As a purely technical achievement, it’s pretty neat that you can get a real computer that speaks IPv6 into just about anything; but barring revolutionary advances in secure, private, automagic, there is still a lot to be said for the conceptual simplicity of a ‘peripheral’(whether hardwired or not), that has a simple, private, link to some more capable device.
If we did have automagic, sure, I’d like my mouse to have an IP address and automatically show up as an IP-HID device on whatever computer I am currently using; but until the myriad questions of how to dynamically assemble networked groups of peripherals for use are resolved, I’d rather keep the peripherals as stupid as possible and let the real computers forward data over the network if desired.
Sometimes the internet link capability is the easiest way to provide this. Many simple sensors run as MQTT data/event sources. That can be implemented in many ways; ESP8266 can connect to a wifi and send data via MQTT itself, or via HTTP requests. That can be done to some server Outside or to a device on a local network (better).

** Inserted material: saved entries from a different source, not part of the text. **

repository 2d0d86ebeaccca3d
pub mod adapters;
pub mod config;
pub mod error;
pub mod web;
//! crates/civica_core/src/domain.rs
//!
//! Defines the pure, core data structures for the application.
//! These structs mirror the persisted JSON layout but carry no I/O logic.

use chrono::{DateTime, Utc};
use serde::{Deserialize, Serialize};
use uuid::Uuid;

/// The role a user account carries. Determines which views and mutations
/// a session may access.
#[derive(Debug, Clone, Copy, PartialEq, Eq, Serialize, Deserialize)]
pub enum Role {
    User,
    Police,
    Medical,
    Admin,
}

impl Role {
    /// The landing page a freshly logged-in session of this role is sent to.
    pub fn landing_path(self) -> &'static str {
        match self {
            Role::User => "/user",
            Role::Police => "/police",
            Role::Medical => "/medical",
            Role::Admin => "/admin",
        }
    }

    pub fn as_str(self) -> &'static str {
        match self {
            Role::User => "User",
            Role::Police => "Police",
            Role::Medical => "Medical",
            Role::Admin => "Admin",
        }
    }
}

impl std::str::FromStr for Role {
    type Err = String;

    fn from_str(s: &str) -> Result<Self, Self::Err> {
        match s {
            "User" => Ok(Role::User),
            "Police" => Ok(Role::Police),
            "Medical" => Ok(Role::Medical),
            "Admin" => Ok(Role::Admin),
            other => Err(format!("'{other}' is not a valid role")),
        }
    }
}

/// A registered account, keyed by username in the persisted user map.
#[derive(Debug, Clone, Serialize, Deserialize)]
pub struct User {
    pub password_hash: String,
    pub role: Role,
    #[serde(skip_serializing_if = "Option::is_none")]
    pub profile: Option<Profile>,
}

/// Per-user personal details. A `User`-role account must complete this
/// record before it can reach the dashboard or place an order.
#[derive(Debug, Clone, Default, PartialEq, Serialize, Deserialize)]
pub struct Profile {
    pub email: String,
    pub phone: String,
    pub national_id: String,
    pub gender: String,
    pub date_of_birth: String,
    pub bio: String,
    #[serde(default)]
    pub interests: Vec<String>,
    #[serde(skip_serializing_if = "Option::is_none")]
    pub photo: Option<String>,
    pub address: String,
    #[serde(skip_serializing_if = "Option::is_none")]
    pub store_info: Option<StoreInfo>,
    #[serde(skip_serializing_if = "Option::is_none")]
    pub station_info: Option<StationInfo>,
}

impl Profile {
    /// A profile counts as complete once the contact fields are filled in.
    pub fn is_complete(&self) -> bool {
        !self.email.is_empty() && !self.phone.is_empty() && !self.address.is_empty()
    }
}

/// Pharmacy details recorded on a Medical user's profile.
#[derive(Debug, Clone, PartialEq, Serialize, Deserialize)]
pub struct StoreInfo {
    pub store_name: String,
    pub license: String,
    pub address: String,
}

/// Station details recorded on a Police user's profile.
#[derive(Debug, Clone, PartialEq, Serialize, Deserialize)]
pub struct StationInfo {
    pub station_name: String,
    pub address: String,
}

/// Lifecycle of a safety complaint. `Resolved` is terminal.
#[derive(Debug, Clone, Copy, PartialEq, Eq, Serialize, Deserialize)]
pub enum ComplaintStatus {
    Pending,
    Resolved,
}

/// A citizen safety complaint. Carries a generated id so resolution never
/// depends on the complaint's position in the list.
#[derive(Debug, Clone, Serialize, Deserialize)]
pub struct Complaint {
    pub id: Uuid,
    pub user: String,
    pub text: String,
    #[serde(skip_serializing_if = "Option::is_none")]
    pub station: Option<String>,
    pub status: ComplaintStatus,
    pub created_at: DateTime<Utc>,
}

/// One inventory item in a pharmacy store. The price is kept as the free-form
/// string the source persisted; lookups are by exact name.
#[derive(Debug, Clone, PartialEq, Serialize, Deserialize)]
pub struct Medicine {
    pub name: String,
    pub price: String,
}

/// A pharmacy record in the secondary store document.
#[derive(Debug, Clone, Serialize, Deserialize)]
pub struct PharmacyStore {
    pub name: String,
    pub owner: String,
    pub license: String,
    pub address: String,
    #[serde(default)]
    pub medicines: Vec<Medicine>,
}

/// An order placed by a citizen. Append-only; orders are never mutated
/// or resolved.
#[derive(Debug, Clone, Serialize, Deserialize)]
pub struct Order {
    pub user: String,
    pub medicine: String,
    pub store: String,
    pub placed_at: DateTime<Utc>,
}

// Represents a browser login session (auth cookie)
#[derive(Debug, Clone)]
pub struct AuthSession {
    pub id: String,
    pub username: String,
    pub role: Role,
    pub expires_at: DateTime<Utc>,
}
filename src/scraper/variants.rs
//! Browser-driven variant price resolution.
//!
//! Per-configuration prices never appear in the static listing markup; they
//! render only after a swatch on the detail page is clicked. The resolver
//! drives a WebDriver session through each enabled swatch and records the
//! price shown for it.

use crate::scraper::parsers::parse_price;
use anyhow::{Context, Result};
use async_trait::async_trait;
use fantoccini::error::{CmdError, ErrorStatus};
use fantoccini::{Client, Locator};
use std::collections::BTreeMap;
use thiserror::Error;
use tracing::debug;

const SWATCH_PANEL: &str = ".swatches";
const PRICE: &str = ".price";

#[derive(Debug, Error)]
pub enum VariantError {
    #[error("no swatch panel found on {url}")]
    MissingPanel { url: String },
    #[error("click on swatch {label:?} still intercepted after {attempts} attempts")]
    ClickRetriesExhausted { label: String, attempts: u32 },
}

/// One selectable configuration control on a detail page.
#[derive(Debug, Clone, PartialEq)]
pub struct SwatchOption {
    pub label: String,
    pub disabled: bool,
}

#[derive(Debug, Clone, Copy, PartialEq)]
pub enum ClickOutcome {
    Clicked,
    /// An overlapping element swallowed the click. Transient; retry.
    Intercepted,
}

/// The browser operations the resolver consumes: navigate, enumerate the
/// swatch controls, select one, read the displayed price. Keeping this a
/// trait keeps the retry/skip logic testable without a live session.
#[async_trait]
pub trait ProductPage: Send {
    async fn open(&mut self, url: &str) -> Result<()>;
    /// All swatch options in control order. Fails with
    /// `VariantError::MissingPanel` when the container is absent.
    async fn swatch_options(&mut self) -> Result<Vec<SwatchOption>>;
    async fn select_swatch(&mut self, label: &str) -> Result<ClickOutcome>;
    async fn displayed_price(&mut self) -> Result<String>;
}

/// Resolve the configuration → price mapping for one product.
///
/// Disabled swatches are omitted entirely, not recorded as null or zero.
/// The session is left on the detail page; callers must not assume it still
/// shows the listing.
pub async fn resolve_hdd_prices<P: ProductPage + ?Sized>(
    page: &mut P,
    url: &str,
    max_click_attempts: u32,
) -> Result<BTreeMap<String, f64>> {
    page.open(url)
        .await
        .with_context(|| format!("navigate to {url}"))?;

    let mut prices = BTreeMap::new();

    for option in page.swatch_options().await? {
        if option.disabled {
            debug!("Swatch {:?} disabled — skipping", option.label);
            continue;
        }

        select_with_retry(page, &option.label, max_click_attempts).await?;

        let text = page.displayed_price().await?;
        let price = parse_price(&text)
            .with_context(|| format!("price shown after selecting {:?}", option.label))?;
        prices.insert(option.label, price);
    }

    Ok(prices)
}

/// Repeat an intercepted click against the same swatch, up to the attempt
/// cap. Anything other than an interception propagates immediately.
async fn select_with_retry<P: ProductPage + ?Sized>(
    page: &mut P,
    label: &str,
    max_attempts: u32,
) -> Result<()> {
    for attempt in 1..=max_attempts {
        match page.select_swatch(label).await? {
            ClickOutcome::Clicked => return Ok(()),
            ClickOutcome::Intercepted => {
                debug!("Click on swatch {:?} intercepted (attempt {})", label, attempt);
            }
        }
    }

    Err(VariantError::ClickRetriesExhausted {
        label: label.to_string(),
        attempts: max_attempts,
    }
    .into())
}

// ── WebDriver implementation ──────────────────────────────────────────────────

pub struct WebDriverPage<'a> {
    client: &'a Client,
    current_url: String,
}

impl<'a> WebDriverPage<'a> {
    pub fn new(client: &'a Client) -> Self {
        Self {
            client,
            current_url: String::new(),
        }
    }
}

#[async_trait]
impl ProductPage for WebDriverPage<'_> {
    async fn open(&mut self, url: &str) -> Result<()> {
        self.client
            .goto(url)
            .await
            .with_context(|| format!("WebDriver navigation to {url}"))?;
        self.current_url = url.to_string();
        Ok(())
    }

    async fn swatch_options(&mut self) -> Result<Vec<SwatchOption>> {
        let panel = match self.client.find(Locator::Css(SWATCH_PANEL)).await {
            Ok(panel) => panel,
            Err(e) if e.is_no_such_element() => {
                return Err(VariantError::MissingPanel {
                    url: self.current_url.clone(),
                }
                .into());
            }
            Err(e) => return Err(e).context("locating swatch panel"),
        };

        let mut options = Vec::new();
        for button in panel.find_all(Locator::Css("button")).await? {
            let label = button
                .prop("value")
                .await?
                .with_context(|| format!("swatch button without a value on {}", self.current_url))?;
            let disabled = button.attr("disabled").await?.is_some();
            options.push(SwatchOption { label, disabled });
        }
        Ok(options)
    }

    async fn select_swatch(&mut self, label: &str) -> Result<ClickOutcome> {
        // Labels are site-controlled text; match on the value property
        // instead of interpolating them into a CSS selector.
        let panel = self
            .client
            .find(Locator::Css(SWATCH_PANEL))
            .await
            .context("swatch panel disappeared")?;

        let mut target = None;
        for button in panel.find_all(Locator::Css("button")).await? {
            if button.prop("value").await?.as_deref() == Some(label) {
                target = Some(button);
                break;
            }
        }
        let button = target.with_context(|| format!("swatch {label:?} no longer present"))?;

        match button.click().await {
            Ok(()) => Ok(ClickOutcome::Clicked),
            Err(CmdError::Standard(w)) if w.error == ErrorStatus::ElementClickIntercepted => {
                Ok(ClickOutcome::Intercepted)
            }
            Err(e) => Err(e).with_context(|| format!("clicking swatch {label:?}")),
        }
    }

    async fn displayed_price(&mut self) -> Result<String> {
        let el = self
            .client
            .find(Locator::Css(PRICE))
            .await
            .context("no price element after selecting a swatch")?;
        Ok(el.text().await?)
    }
}

// ── Tests ─────────────────────────────────────────────────────────────────────
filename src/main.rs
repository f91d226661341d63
mod config;
mod models;
mod pipeline;
mod scraper;
mod utils;
mod writer;

use anyhow::{Context, Result};
use clap::Parser;
use std::fs::OpenOptions;
use std::sync::Arc;
use tracing::info;
use tracing_subscriber::layer::SubscriberExt;
use tracing_subscriber::util::SubscriberInitExt;
use tracing_subscriber::{fmt, EnvFilter};

use crate::config::AppConfig;
use crate::pipeline::Pipeline;

#[derive(Parser)]
#[command(name = "laptops-etl", about = "webscraper.io laptop catalogue scraper", version)]
struct Cli {
    #[arg(short, long, action = clap::ArgAction::Count)]
    verbose: u8,
}

#[tokio::main]
async fn main() -> Result<()> {
    let cli = Cli::parse();

    let filter = match cli.verbose {
        0 => "laptops_etl=info,warn",
        1 => "laptops_etl=debug,info",
        _ => "trace",
    };

    let config = AppConfig::load()?;

    // Progress lines go to stdout and, without ANSI escapes, to the log file.
    let log_file = OpenOptions::new()
        .create(true)
        .append(true)
        .open(&config.output.log_path)
        .with_context(|| format!("Could not open log file {:?}", config.output.log_path))?;

    tracing_subscriber::registry()
        .with(EnvFilter::new(filter))
        .with(fmt::layer().compact().with_target(false))
        .with(
            fmt::layer()
                .with_ansi(false)
                .with_target(false)
                .with_writer(Arc::new(log_file)),
        )
        .init();

    let csv_path = config.output.csv_path.clone();

    let _t = utils::Timer::start("Catalogue scrape");
    let stats = Pipeline::new(config).run().await?;

    info!(
        "Done: {} products, {} variant prices → {:?}",
        stats.products_written, stats.variant_prices, csv_path,
    );

    Ok(())
}
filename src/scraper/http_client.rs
use crate::config::ScraperConfig;
use anyhow::{Context, Result};
use rand::RngExt;
use std::time::Duration;
use tokio::time::sleep;
use tracing::{debug, warn};

pub struct HttpClient {
    inner: reqwest::Client,
    config: ScraperConfig,
}

impl HttpClient {
    pub fn new(config: &ScraperConfig) -> Result<Self> {
        let inner = reqwest::Client::builder()
            .user_agent(&config.user_agent)
            .timeout(Duration::from_secs(config.timeout_secs))
            .gzip(true)
            // Accept cookies so session-based pages work
            .cookie_store(true)
            .build()
            .context("Failed to build HTTP client")?;

        Ok(Self {
            inner,
            config: config.clone(),
        })
    }

    /// Fetch a URL as text with rate-limiting and retry.
    pub async fn get_text(&self, url: &str) -> Result<String> {
        self.polite_delay().await;

        let mut last_err = anyhow::anyhow!("No attempts made");

        for attempt in 1..=(self.config.max_retries + 1) {
            debug!("GET {} (attempt {})", url, attempt);

            match self.inner.get(url).send().await {
                Ok(resp) => {
                    let status = resp.status();
                    if status.is_success() {
                        let text = resp
                            .text()
                            .await
                            .context("Failed to read response body")?;
                        return Ok(text);
                    } else if status.as_u16() == 429 || status.as_u16() == 503 {
                        // Rate limited — back off harder
                        let backoff = Duration::from_millis(
                            self.config.request_delay_ms * (2u64.pow(attempt)),
                        );
                        warn!(
                            "Rate limited ({}) on attempt {}, sleeping {:?}",
                            status, attempt, backoff
                        );
                        sleep(backoff).await;
                        last_err = anyhow::anyhow!("HTTP {}", status);
                    } else {
                        last_err = anyhow::anyhow!("HTTP error {}", status);
                        break; // Don't retry 4xx other than 429
                    }
                }
                Err(e) => {
                    last_err = anyhow::anyhow!("Request error: {}", e);
                    let backoff =
                        Duration::from_millis(self.config.request_delay_ms * (attempt as u64));
                    warn!("Request failed on attempt {}: {}", attempt, e);
                    sleep(backoff).await;
                }
            }
        }

        Err(last_err).with_context(|| format!("All retries exhausted for {}", url))
    }

    /// Sleep for the configured delay + random jitter.
    async fn polite_delay(&self) {
        let jitter = rand::rng().random_range(0..=self.config.jitter_ms);
        let total = Duration::from_millis(self.config.request_delay_ms + jitter);
        sleep(total).await;
    }
}
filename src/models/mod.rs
use serde::{Deserialize, Serialize};
use std::collections::BTreeMap;

// ── Product record ────────────────────────────────────────────────────────────

/// One laptop from the catalogue listing.
///
/// Field order doubles as the CSV column order — `PRODUCT_FIELDS` and
/// `to_record` must stay in sync with it. Reordering fields is a breaking
/// change for anything consuming `products.csv`.
#[derive(Debug, Clone, Serialize, Deserialize, PartialEq)]
pub struct Product {
    pub title: String,
    pub description: String,
    pub price: f64,
    pub rating: u8,
    pub num_of_reviews: u32,
    pub additional_info: AdditionalInfo,
    pub url: String,
}

/// CSV header, in declaration order of `Product`.
pub const PRODUCT_FIELDS: [&str; 7] = [
    "title",
    "description",
    "price",
    "rating",
    "num_of_reviews",
    "additional_info",
    "url",
];

/// Per-configuration data discovered on the detail page.
///
/// `hdd_prices` maps a swatch label ("128", "256", …) to the price shown
/// after selecting it. Disabled swatches never appear. BTreeMap keeps the
/// serialized cell stable across runs.
#[derive(Debug, Clone, Default, Serialize, Deserialize, PartialEq)]
pub struct AdditionalInfo {
    pub hdd_prices: BTreeMap<String, f64>,
}

impl AdditionalInfo {
    /// Text rendering used for the single CSV cell.
    pub fn render(&self) -> String {
        serde_json::to_string(self).unwrap_or_default()
    }
}

impl Product {
    /// One CSV row, columns matching `PRODUCT_FIELDS`.
    pub fn to_record(&self) -> [String; 7] {
        [
            self.title.clone(),
            self.description.clone(),
            self.price.to_string(),
            self.rating.to_string(),
            self.num_of_reviews.to_string(),
            self.additional_info.render(),
            self.url.clone(),
        ]
    }
}

// ── Raw listing card ──────────────────────────────────────────────────────────

/// What the static listing markup yields for one card, before the detail
/// page has been visited. `href` is page-relative.
#[derive(Debug, Clone, PartialEq)]
pub struct ProductCard {
    pub title: String,
    pub description: String,
    pub price: f64,
    pub rating: u8,
    pub num_of_reviews: u32,
    pub href: String,
}

#[cfg(test)]
mod tests {
    use super::*;

    #[test]
    fn record_matches_declared_column_order() {
        let product = Product {
            title: "Asus VivoBook".into(),
            description: "14 inch".into(),
            price: 295.99,
            rating: 3,
            num_of_reviews: 14,
            additional_info: AdditionalInfo::default(),
            url: "https://webscraper.io/test-sites/e-commerce/static/product/31".into(),
        };
        let record = product.to_record();
        assert_eq!(record.len(), PRODUCT_FIELDS.len());
        assert_eq!(record[0], "Asus VivoBook");
        assert_eq!(record[2], "295.99");
        assert_eq!(record[4], "14");
    }

    #[test]
    fn additional_info_renders_sorted_labels() {
        let mut info = AdditionalInfo::default();
        info.hdd_prices.insert("512".into(), 499.99);
        info.hdd_prices.insert("128".into(), 416.99);
        assert_eq!(info.render(), r#"{"hdd_prices":{"128":416.99,"512":499.99}}"#);
    }
}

An alternative is a serial line in one of its many flavors (UART, RS232/422, RS485, TCP socket, USB-serial, serial-over-bluetooth…) and a small daemon that converts data to MQTT (or to HTTP requests or any other way to submit data to where they should be).
The latter is easier to secure (except the TCP socket), usually. Less complex. But in the age of $2 wifi chips, and longer range of operation than what the non-wifi approaches typically have, wifi devices are a popular choice.
Good thing I’m not Catholic. I don’t think I could keep myself from snickering whenever someone says “rectory”. Yes, I sometimes have the maturity of a 12 year old.